=== What to produce ===
Please say how many lines in the entries below hold the string "item", with no other words.

=== Provided material ===
»»

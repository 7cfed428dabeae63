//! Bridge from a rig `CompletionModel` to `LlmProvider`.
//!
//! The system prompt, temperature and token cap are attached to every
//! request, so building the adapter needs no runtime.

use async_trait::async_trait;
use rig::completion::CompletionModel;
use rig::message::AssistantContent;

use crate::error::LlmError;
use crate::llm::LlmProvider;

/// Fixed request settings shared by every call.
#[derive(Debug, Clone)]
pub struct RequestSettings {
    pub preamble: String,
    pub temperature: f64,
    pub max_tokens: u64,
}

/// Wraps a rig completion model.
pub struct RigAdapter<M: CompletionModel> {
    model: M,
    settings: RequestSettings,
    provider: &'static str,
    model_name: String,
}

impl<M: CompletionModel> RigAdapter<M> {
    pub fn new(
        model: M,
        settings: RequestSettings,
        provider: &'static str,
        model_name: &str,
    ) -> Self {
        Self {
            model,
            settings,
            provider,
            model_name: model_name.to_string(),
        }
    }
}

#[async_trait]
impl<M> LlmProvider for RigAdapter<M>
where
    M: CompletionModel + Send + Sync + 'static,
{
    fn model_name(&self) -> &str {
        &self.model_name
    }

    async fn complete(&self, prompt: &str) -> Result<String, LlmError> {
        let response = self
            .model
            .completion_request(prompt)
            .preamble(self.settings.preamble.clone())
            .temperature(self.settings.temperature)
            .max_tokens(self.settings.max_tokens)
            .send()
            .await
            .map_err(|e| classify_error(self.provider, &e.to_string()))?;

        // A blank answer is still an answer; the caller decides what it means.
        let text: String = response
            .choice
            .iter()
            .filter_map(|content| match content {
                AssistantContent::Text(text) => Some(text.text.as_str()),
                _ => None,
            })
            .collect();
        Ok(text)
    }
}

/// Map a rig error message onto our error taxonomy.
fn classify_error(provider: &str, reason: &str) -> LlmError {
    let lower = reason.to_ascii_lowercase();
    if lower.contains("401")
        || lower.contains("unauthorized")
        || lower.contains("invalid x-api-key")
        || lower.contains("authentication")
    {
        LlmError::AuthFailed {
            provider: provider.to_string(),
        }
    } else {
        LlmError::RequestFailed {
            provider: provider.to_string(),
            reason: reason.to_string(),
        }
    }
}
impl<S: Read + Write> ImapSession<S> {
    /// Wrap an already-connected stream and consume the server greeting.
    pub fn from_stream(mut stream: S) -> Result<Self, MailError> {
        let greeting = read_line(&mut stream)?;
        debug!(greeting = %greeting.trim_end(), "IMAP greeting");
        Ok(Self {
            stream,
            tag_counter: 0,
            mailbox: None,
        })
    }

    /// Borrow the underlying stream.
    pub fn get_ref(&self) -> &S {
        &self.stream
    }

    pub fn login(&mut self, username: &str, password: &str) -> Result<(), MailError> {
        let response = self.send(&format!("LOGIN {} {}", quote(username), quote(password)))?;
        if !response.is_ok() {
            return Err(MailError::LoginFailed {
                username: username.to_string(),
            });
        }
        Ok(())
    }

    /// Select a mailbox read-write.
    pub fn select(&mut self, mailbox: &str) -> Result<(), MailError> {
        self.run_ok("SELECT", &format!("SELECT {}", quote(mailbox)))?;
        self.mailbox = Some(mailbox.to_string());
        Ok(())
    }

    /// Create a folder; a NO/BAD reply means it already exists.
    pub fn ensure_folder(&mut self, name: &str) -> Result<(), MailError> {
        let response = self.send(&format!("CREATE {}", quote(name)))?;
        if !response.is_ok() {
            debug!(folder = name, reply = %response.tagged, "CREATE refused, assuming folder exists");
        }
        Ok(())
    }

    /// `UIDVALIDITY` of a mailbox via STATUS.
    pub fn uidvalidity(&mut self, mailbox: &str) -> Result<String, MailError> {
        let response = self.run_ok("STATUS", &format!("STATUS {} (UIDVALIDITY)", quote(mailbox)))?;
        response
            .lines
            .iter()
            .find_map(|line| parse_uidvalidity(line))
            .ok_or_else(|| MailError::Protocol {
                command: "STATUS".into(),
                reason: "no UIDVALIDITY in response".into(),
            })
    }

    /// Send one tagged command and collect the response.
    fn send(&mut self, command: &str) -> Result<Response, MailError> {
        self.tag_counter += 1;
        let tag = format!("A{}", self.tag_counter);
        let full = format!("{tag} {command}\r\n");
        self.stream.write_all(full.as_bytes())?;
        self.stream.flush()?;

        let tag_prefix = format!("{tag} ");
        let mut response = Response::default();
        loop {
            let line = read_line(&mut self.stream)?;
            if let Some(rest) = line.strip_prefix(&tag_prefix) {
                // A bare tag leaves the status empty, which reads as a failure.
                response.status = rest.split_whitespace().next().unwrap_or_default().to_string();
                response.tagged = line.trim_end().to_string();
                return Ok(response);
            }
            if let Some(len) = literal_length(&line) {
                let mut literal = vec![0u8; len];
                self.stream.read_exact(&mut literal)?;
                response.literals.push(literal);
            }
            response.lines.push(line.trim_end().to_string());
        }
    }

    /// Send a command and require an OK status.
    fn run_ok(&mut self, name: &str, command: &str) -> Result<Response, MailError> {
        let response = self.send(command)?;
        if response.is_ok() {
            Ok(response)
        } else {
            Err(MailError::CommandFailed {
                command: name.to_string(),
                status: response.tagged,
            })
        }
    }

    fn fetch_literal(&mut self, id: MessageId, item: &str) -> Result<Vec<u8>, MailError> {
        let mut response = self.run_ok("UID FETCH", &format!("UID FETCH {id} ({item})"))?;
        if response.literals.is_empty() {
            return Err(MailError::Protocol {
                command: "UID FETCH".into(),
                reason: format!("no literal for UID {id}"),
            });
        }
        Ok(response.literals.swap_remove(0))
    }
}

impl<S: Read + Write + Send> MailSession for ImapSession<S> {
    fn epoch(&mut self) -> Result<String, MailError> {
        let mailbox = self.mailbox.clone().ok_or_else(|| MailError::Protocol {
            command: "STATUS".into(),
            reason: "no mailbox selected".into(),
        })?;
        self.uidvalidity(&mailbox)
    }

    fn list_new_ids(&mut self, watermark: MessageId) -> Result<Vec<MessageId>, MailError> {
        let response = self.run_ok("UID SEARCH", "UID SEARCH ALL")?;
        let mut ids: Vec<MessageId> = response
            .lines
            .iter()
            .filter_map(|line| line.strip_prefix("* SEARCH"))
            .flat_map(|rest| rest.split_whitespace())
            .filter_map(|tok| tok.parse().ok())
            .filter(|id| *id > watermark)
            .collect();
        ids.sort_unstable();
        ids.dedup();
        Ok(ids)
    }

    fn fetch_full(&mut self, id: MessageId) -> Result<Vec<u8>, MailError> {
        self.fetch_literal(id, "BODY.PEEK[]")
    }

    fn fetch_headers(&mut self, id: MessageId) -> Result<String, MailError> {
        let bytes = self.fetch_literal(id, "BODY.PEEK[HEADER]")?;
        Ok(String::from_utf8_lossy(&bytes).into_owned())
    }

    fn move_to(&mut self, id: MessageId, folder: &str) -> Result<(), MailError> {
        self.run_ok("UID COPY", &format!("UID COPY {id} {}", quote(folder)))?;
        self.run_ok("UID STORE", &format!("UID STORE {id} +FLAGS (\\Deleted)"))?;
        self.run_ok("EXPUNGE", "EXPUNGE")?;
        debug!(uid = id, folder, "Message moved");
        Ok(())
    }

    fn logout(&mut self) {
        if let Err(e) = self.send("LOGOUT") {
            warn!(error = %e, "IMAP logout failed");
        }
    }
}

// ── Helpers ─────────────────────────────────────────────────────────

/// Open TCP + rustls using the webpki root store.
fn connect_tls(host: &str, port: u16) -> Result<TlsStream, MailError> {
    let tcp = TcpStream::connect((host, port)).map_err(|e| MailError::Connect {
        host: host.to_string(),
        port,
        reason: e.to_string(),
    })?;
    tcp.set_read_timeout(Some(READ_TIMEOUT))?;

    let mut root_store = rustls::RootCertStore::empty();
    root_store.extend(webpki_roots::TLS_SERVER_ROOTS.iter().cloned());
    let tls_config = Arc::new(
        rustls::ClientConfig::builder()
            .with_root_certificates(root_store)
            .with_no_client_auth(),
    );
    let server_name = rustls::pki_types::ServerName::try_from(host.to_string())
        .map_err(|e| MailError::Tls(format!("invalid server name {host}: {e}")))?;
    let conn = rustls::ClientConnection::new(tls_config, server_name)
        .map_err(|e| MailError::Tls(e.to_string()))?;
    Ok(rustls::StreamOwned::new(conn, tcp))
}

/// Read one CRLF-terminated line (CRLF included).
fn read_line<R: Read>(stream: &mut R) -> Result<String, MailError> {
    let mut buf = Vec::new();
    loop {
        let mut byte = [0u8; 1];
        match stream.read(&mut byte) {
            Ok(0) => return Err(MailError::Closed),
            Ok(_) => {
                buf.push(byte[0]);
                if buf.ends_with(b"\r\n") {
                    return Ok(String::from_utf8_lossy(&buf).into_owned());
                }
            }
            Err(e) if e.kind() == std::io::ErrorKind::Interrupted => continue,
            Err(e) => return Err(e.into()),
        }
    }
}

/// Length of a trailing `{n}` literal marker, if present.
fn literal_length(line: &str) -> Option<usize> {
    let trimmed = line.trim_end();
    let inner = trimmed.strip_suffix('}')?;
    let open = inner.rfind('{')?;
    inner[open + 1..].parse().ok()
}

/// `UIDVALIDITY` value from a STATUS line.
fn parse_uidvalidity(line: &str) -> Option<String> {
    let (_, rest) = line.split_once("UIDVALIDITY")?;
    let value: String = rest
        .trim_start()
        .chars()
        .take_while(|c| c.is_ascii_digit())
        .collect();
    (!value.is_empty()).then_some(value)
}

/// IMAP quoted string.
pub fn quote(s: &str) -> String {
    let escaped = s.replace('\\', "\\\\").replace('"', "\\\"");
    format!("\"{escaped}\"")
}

««

=== Solution ===
2